Since opening in 1988, the publishing company, a joint venture of the government-approved Protestant Church and a global charity, United Bible Societies, has shipped out 18 million inexpensive Bibles, an astonishing turn in a country that only a few decades ago tried to stamp out religion for good.The Bibles are quickly bought and eagerly used. In downtown Nanjing on any Sunday morning at St. Paul's Church, one of the city's seven legal Protestant churches, the pews overflow with more than 1,000 worshipers at each of two services, while hundreds more watch from another building on closed-circuit television.

With hymns, a sermon, and the closing recitation of the Lord's Prayer, the services here, and at thousands of other churches around the country, have the rhythms of mainstream Protestant services anywhere. Like many urban churches, this one has a preponderance of older women, some of whom were Christian before the communist takeover in 1949, but around the country many men and women, young and old, are embracing Jesus Christ.

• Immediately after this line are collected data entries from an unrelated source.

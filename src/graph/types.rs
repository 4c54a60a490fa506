//! Type definitions for the schema knowledge graph.
//!
//! Nodes are tables and columns; edges are column-membership links and
//! declared table relationships. All types here are immutable once the
//! graph is built.

use std::collections::HashMap;

use serde::{Deserialize, Serialize};

// ============================================================================
// Supporting Enums
// ============================================================================

/// Kind of a declared relationship between two tables.
#[derive(Debug, Clone, Copy, PartialEq, Eq, Hash, Serialize, Deserialize)]
#[serde(rename_all = "kebab-case")]
pub enum RelationshipKind {
    /// One row on the parent side maps to many child rows
    OneToMany,
    /// Many rows map to one parent row
    ManyToOne,
    /// Many-to-many (bridge table elided in the declaration)
    ManyToMany,
}

impl RelationshipKind {
    /// Reverse the kind (swap parent/child sides).
    pub fn reverse(self) -> Self {
        match self {
            RelationshipKind::OneToMany => RelationshipKind::ManyToOne,
            RelationshipKind::ManyToOne => RelationshipKind::OneToMany,
            RelationshipKind::ManyToMany => RelationshipKind::ManyToMany,
        }
    }

    /// Returns true if following this edge can multiply rows.
    pub fn causes_fanout(&self) -> bool {
        matches!(
            self,
            RelationshipKind::OneToMany | RelationshipKind::ManyToMany
        )
    }
}

impl std::fmt::Display for RelationshipKind {
    fn fmt(&self, f: &mut std::fmt::Formatter<'_>) -> std::fmt::Result {
        match self {
            RelationshipKind::OneToMany => write!(f, "1:N"),
            RelationshipKind::ManyToOne => write!(f, "N:1"),
            RelationshipKind::ManyToMany => write!(f, "N:N"),
        }
    }
}

/// Data type of a column.
#[derive(Debug, Clone, Copy, PartialEq, Eq, Hash, Serialize, Deserialize)]
#[serde(rename_all = "lowercase")]
pub enum ColumnType {
    /// String/text type
    String,
    /// Integer type
    Integer,
    /// Floating point / decimal type
    Float,
    /// Boolean type
    Boolean,
    /// Date type
    Date,
    /// Timestamp type
    Timestamp,
    /// JSON type
    Json,
    /// Unknown type (default when the description omits it)
    Unknown,
}

impl ColumnType {
    /// Returns true for types that aggregate arithmetic applies to cleanly.
    pub fn is_numeric(&self) -> bool {
        matches!(self, ColumnType::Integer | ColumnType::Float)
    }

    /// Lenient parse from the free-form type strings schema descriptions use.
    pub fn parse(raw: &str) -> Self {
        let lower = raw.trim().to_lowercase();
        if lower.is_empty() {
            return ColumnType::Unknown;
        }
        if lower.contains("int") || lower == "serial" {
            ColumnType::Integer
        } else if lower.contains("float")
            || lower.contains("double")
            || lower.contains("decimal")
            || lower.contains("numeric")
            || lower.contains("real")
            || lower.contains("money")
        {
            ColumnType::Float
        } else if lower.contains("bool") {
            ColumnType::Boolean
        } else if lower.contains("timestamp") || lower.contains("datetime") {
            ColumnType::Timestamp
        } else if lower.contains("date") {
            ColumnType::Date
        } else if lower.contains("json") {
            ColumnType::Json
        } else if lower.contains("char")
            || lower.contains("text")
            || lower == "string"
            || lower == "uuid"
        {
            ColumnType::String
        } else {
            ColumnType::Unknown
        }
    }
}

impl Default for ColumnType {
    fn default() -> Self {
        ColumnType::Unknown
    }
}

// ============================================================================
// Node Types
// ============================================================================

/// Table node.
#[derive(Debug, Clone, PartialEq)]
pub struct TableNode {
    /// Table name (graph identity)
    pub name: String,
    /// Human description from the schema description
    pub description: Option<String>,
    /// Primary key column, if declared
    pub primary_key: Option<String>,
    /// Custom metadata
    pub metadata: HashMap<String, String>,
}

/// Column node.
#[derive(Debug, Clone, PartialEq)]
pub struct ColumnNode {
    /// Owning table name
    pub table: String,
    /// Column name
    pub name: String,
    /// Data type
    pub data_type: ColumnType,
    /// Is this column the table's primary key?
    pub primary_key: bool,
    /// Human description
    pub description: Option<String>,
}

impl ColumnNode {
    /// Get fully qualified name (table.column).
    pub fn qualified_name(&self) -> String {
        format!("{}.{}", self.table, self.name)
    }
}

/// Unified node type for graph storage.
#[derive(Debug, Clone, PartialEq)]
pub enum SchemaNode {
    /// Table node
    Table(TableNode),
    /// Column node
    Column(ColumnNode),
}

impl SchemaNode {
    /// The node's bare name.
    pub fn name(&self) -> &str {
        match self {
            SchemaNode::Table(n) => &n.name,
            SchemaNode::Column(n) => &n.name,
        }
    }

    /// The node's qualified name (tables: name, columns: table.column).
    pub fn qualified_name(&self) -> String {
        match self {
            SchemaNode::Table(n) => n.name.clone(),
            SchemaNode::Column(n) => n.qualified_name(),
        }
    }

    /// Owning table, if any (None for table nodes).
    pub fn table(&self) -> Option<&str> {
        match self {
            SchemaNode::Table(_) => None,
            SchemaNode::Column(n) => Some(&n.table),
        }
    }
}

// ============================================================================
// Edge Types
// ============================================================================

/// Declared relationship between two tables, carrying its join keys.
#[derive(Debug, Clone, PartialEq, Serialize, Deserialize)]
pub struct RelationshipEdge {
    /// Parent-side table
    pub from_table: String,
    /// Child-side table
    pub to_table: String,
    /// Relationship kind
    pub relationship: RelationshipKind,
    /// Join column on the parent side (absent when undeclared)
    pub from_column: Option<String>,
    /// Join column on the child side (absent when undeclared)
    pub to_column: Option<String>,
}

impl RelationshipEdge {
    /// The same edge oriented in the opposite direction.
    ///
    /// Reachability search traverses edges both ways; a reversed edge keeps
    /// join-clause synthesis uniform for backwards traversal.
    pub fn reversed(&self) -> Self {
        Self {
            from_table: self.to_table.clone(),
            to_table: self.from_table.clone(),
            relationship: self.relationship.reverse(),
            from_column: self.to_column.clone(),
            to_column: self.from_column.clone(),
        }
    }
}

/// BELONGS_TO edge: column node → owning table node.
#[derive(Debug, Clone, PartialEq)]
pub struct BelongsToEdge {
    /// Column qualified name
    pub column: String,
    /// Owning table name
    pub table: String,
}

/// Unified edge type for graph storage.
#[derive(Debug, Clone, PartialEq)]
pub enum SchemaEdge {
    /// Column belongs to table
    BelongsTo(BelongsToEdge),
    /// Table relates to table
    Relates(RelationshipEdge),
}

impl SchemaEdge {
    /// Get the edge type as a string.
    pub fn edge_type(&self) -> &'static str {
        match self {
            SchemaEdge::BelongsTo(_) => "BELONGS_TO",
            SchemaEdge::Relates(_) => "RELATES",
        }
    }
}

// ============================================================================
// Paths
// ============================================================================

/// A join path between two tables.
///
/// `tables` lists the visited table names in traversal order; `edges`
/// holds one relationship per hop, oriented along the traversal, so
/// `edges[i]` connects `tables[i]` to `tables[i + 1]`. Paths are simple:
/// no table repeats.
#[derive(Debug, Clone, PartialEq)]
pub struct Path {
    /// Visited tables, source first
    pub tables: Vec<String>,
    /// Traversal-oriented edges, one per hop
    pub edges: Vec<RelationshipEdge>,
}

impl Path {
    /// Path length in edges.
    pub fn len(&self) -> usize {
        self.edges.len()
    }

    /// True for the degenerate single-table path.
    pub fn is_empty(&self) -> bool {
        self.edges.is_empty()
    }

    /// Source table.
    pub fn source(&self) -> Option<&str> {
        self.tables.first().map(|s| s.as_str())
    }

    /// Target table.
    pub fn target(&self) -> Option<&str> {
        self.tables.last().map(|s| s.as_str())
    }
}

Such open, joyous displays of worship were unusual in the 1950s, as the Communists reshaped China, and unthinkable during Mao's Cultural Revolution of 1966-76, when churches were burned and those Christians who were not jailed could only hold clandestine prayer meetings and dared not own a Bible.

Yet even as Bibles flow and churchgoers worship, at least scores of Protestant and Catholic leaders are held in labor camps or jails for refusing to bow to government control. While the confirmed number of imprisoned Christians appears to be lower than is often asserted abroad, their travails are a telling sign that religion here is not truly free.

Just last month, security agents reportedly razed an unapproved Catholic church in Fujian, while in Hebei, to the north, they arrested a pro-Vatican bishop who was too energetically promoting his faith. Last fall, the leader of a fervent born-again sect known as the Weepers was sentenced to a three-year term for disturbing public order.

Millions of other Christians who reject the official church must practice their faith with a wary eye, and even those who embrace the government cannot publicly proclaim or spread their faith as they might wish to.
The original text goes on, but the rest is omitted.